Artigo de dom walmor

     A sociedade, os órgãos governamentais e todas as instituições estão desafiados a incomodar-se mais com os números preocupantes que compõem as estatísticas sobre as vítimas da violência. As regiões metropolitanas, particularmente, precisam urgentemente de ações mais decisivas e políticas mais audaciosas de combate à criminalidade. Ainda falta um projeto abrangente, com um tratamento mais sistêmico e eficaz, no âmbito de suas causas. O desafio é enorme porque as causas da violência, com o cruel número de vítimas, é uma rede complexa de questões com desdobramentos variados. Por isso mesmo, não se pode aquietar o coração cidadão e institucional com a estatística apaziguadora que compara o ano atual com o anterior – quando há registro de queda na violência com vítimas.

     Na verdade, os números revelam a calamidade de um tempo de guerra, em que o tratamento das questões se caracteriza por urgências próprias. É lamentável constatar que as juventudes representam mais de 60 % das vítimas fatais no cenário da violência. O que será da sociedade brasileira se esta dizimação da juventude continuar sem estancar-se? O futuro precisa ser preparado agora. As urgências próprias no tratamento desta questão ainda não são pauta permanente das discussões e deliberações nas instâncias de maior responsabilidade social e política. O combate à violência, com especial consideração à situação da juventude, precisa ser tratada por todas as instituições – privadas, religiosas ou governamentais. Aliás, gasta-se tempo demais na correção de outros focos de violência na sociedade, como é o caso dos assaltos ao erário público e o desrespeito ao bem comum. A raiz da realidade da violência que vai dizimando a população e desfigurando o rosto da sociedade está na propalada crise de sociedade.

     Não se pode tratar a contemporaneidade apenas enquanto se consideram os princípios estratégicos de gestão e de sustentabilidade – que não pode ser pensada restritivamente, isto é, apenas no âmbito da lógica perversa que o mercado impõe enquadrando tudo e todos. É a lógica da compra e venda. A superação da violência, que está acabando com os jovens, descartando vidas, e alimentando o inferno nas pessoas e no coração de instituições, mesmo religiosas, não pode deixar de considerar que a sustentabilidade almejada não pode ser definida, simplesmente, nos parâmetros do sistema produtivista do mercado. O paradigma da compra e venda, herança secular da sociedade atual, balizando as relações humanas, é também o nascedouro nefasto das violências de todo tipo.

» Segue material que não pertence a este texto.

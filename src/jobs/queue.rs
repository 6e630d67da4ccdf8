use serde::Serialize;
use tokio::sync::mpsc;
use tokio::sync::mpsc::error::TrySendError;
use uuid::Uuid;

use crate::jobs::error::{JobError, JobResult};
use crate::jobs::types::{JobTask, QueuedJob};

/// Producer side of the background job queue.
///
/// Cloning is cheap. Enqueueing never waits: a full or closed queue is
/// reported to the caller, who decides whether that is worth more than a
/// warning.
#[derive(Clone, Debug)]
pub struct JobQueue {
    sender: Option<mpsc::Sender<QueuedJob>>,
}

impl JobQueue {
    /// Creates a bounded queue and the receiver workers drain.
    pub fn bounded(capacity: usize) -> (Self, mpsc::Receiver<QueuedJob>) {
        let (sender, receiver) = mpsc::channel(capacity.max(1));
        (
            Self {
                sender: Some(sender),
            },
            receiver,
        )
    }

    /// A queue that drops everything; used when jobs are disabled.
    pub fn disabled() -> Self {
        Self { sender: None }
    }

    pub fn push<T>(&self, task: &T) -> JobResult<Uuid>
    where
        T: JobTask + Serialize,
    {
        let sender = self.sender.as_ref().ok_or(JobError::Disabled)?;
        let job = QueuedJob {
            id: Uuid::new_v4(),
            task_type: T::task_type().to_string(),
            payload: serde_json::to_value(task)?,
        };
        let id = job.id;

        sender.try_send(job).map_err(|e| match e {
            TrySendError::Full(_) => JobError::QueueFull,
            TrySendError::Closed(_) => JobError::QueueClosed,
        })?;
        Ok(id)
    }

    /// Fire-and-log variant of [`JobQueue::push`] for the request path.
    pub fn enqueue<T>(&self, task: &T) -> Option<Uuid>
    where
        T: JobTask + Serialize,
    {
        match self.push(task) {
            Ok(id) => {
                tracing::debug!(job_id = %id, task_type = T::task_type(), "Job enqueued");
                Some(id)
            }
            Err(e) => {
                tracing::warn!(
                    task_type = T::task_type(),
                    task = ?task,
                    error = %e,
                    "Job dropped"
                );
                None
            }
        }
    }
}

#[cfg(test)]
mod tests {
    use super::*;
    use crate::jobs::tasks::PictureCleanupTask;

    #[tokio::test]
    async fn test_push_serializes_task() {
        let (queue, mut receiver) = JobQueue::bounded(4);
        let id = queue.push(&PictureCleanupTask::new("http://cdn/a.png")).unwrap();

        let job = receiver.recv().await.unwrap();
        assert_eq!(job.id, id);
        assert_eq!(job.task_type, "picture_cleanup");
        assert_eq!(job.payload["url"], "http://cdn/a.png");
    }

    #[test]
    fn test_full_queue_does_not_block() {
        let (queue, _receiver) = JobQueue::bounded(1);
        let task = PictureCleanupTask::new("http://cdn/a.png");

        assert!(queue.enqueue(&task).is_some());
        assert!(matches!(queue.push(&task), Err(JobError::QueueFull)));
        assert!(queue.enqueue(&task).is_none());
    }

    #[test]
    fn test_closed_and_disabled() {
        let (queue, receiver) = JobQueue::bounded(1);
        drop(receiver);
        let task = PictureCleanupTask::new("x");
        assert!(matches!(queue.push(&task), Err(JobError::QueueClosed)));

        assert!(matches!(
            JobQueue::disabled().push(&task),
            Err(JobError::Disabled)
        ));
    }
}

     Ora, o desejo de ganhar e o sentido de viver para ganhar explicam raízes profundas do que gera violência de todo tipo. Não há, pois, na simetria da lógica do mercado lugar para o andamento assimétrico da solidariedade e da fraternidade. Enquanto o mercado continuar a ser instância de solução de todos os problemas, carente de moral e de princípios, crescerá a violência, levando governantes e dirigentes, líderes e construtores da sociedade a se contentarem apenas com uma parca diminuição sazonal nas estatísticas estarrecedoras da violência.

     É preciso emergir uma nova consciência. A cegueira do mercado não tem, por si, competência para fecundar a emergência desta nova consciência planetária em curso, uma exigência para a sobrevivência da humanidade. É lamentável a inconsciência, em âmbitos maiores e menores, de cidadãos alimentando, até por orgulhoso diletantismo ou perversa ingenuidade, o fluxo já insuportável da violência. Da fofoca e da maledicência, passando pelas manipulações desonestas no uso do poder e do dinheiro, até o tráfico de droga e de pessoas. Estas razões todas são, embora com gravidades diferenciadas, como diz o ditado popular, farinha do mesmo saco. Estão destruindo a humanidade, a sua própria e a dos outros. Está instalada uma crise horrenda que vai levando o indivíduo a se pensar como centro único, sem medir consequências de suas falas e escolhas, construindo seu próprio mundo de referências. O tesouro maior agora é o diálogo, a aceitação da diferença, a prática permanente da cooperação. A independência, na qual o sujeito se ancora, mostra no seu reverso a fragilidade que o incapacita na condução de si mesmo e em relação a uma convivência sustentável. É gravíssima, pois, a crise de fundamentação ética e do sentido. A razão não está conseguindo dar novas respostas – que podem ser configuradas a partir da rica proposta que a dinâmica da fé cristã oferece. Nesta proposta, a vida não é descartada, mas é plenitude.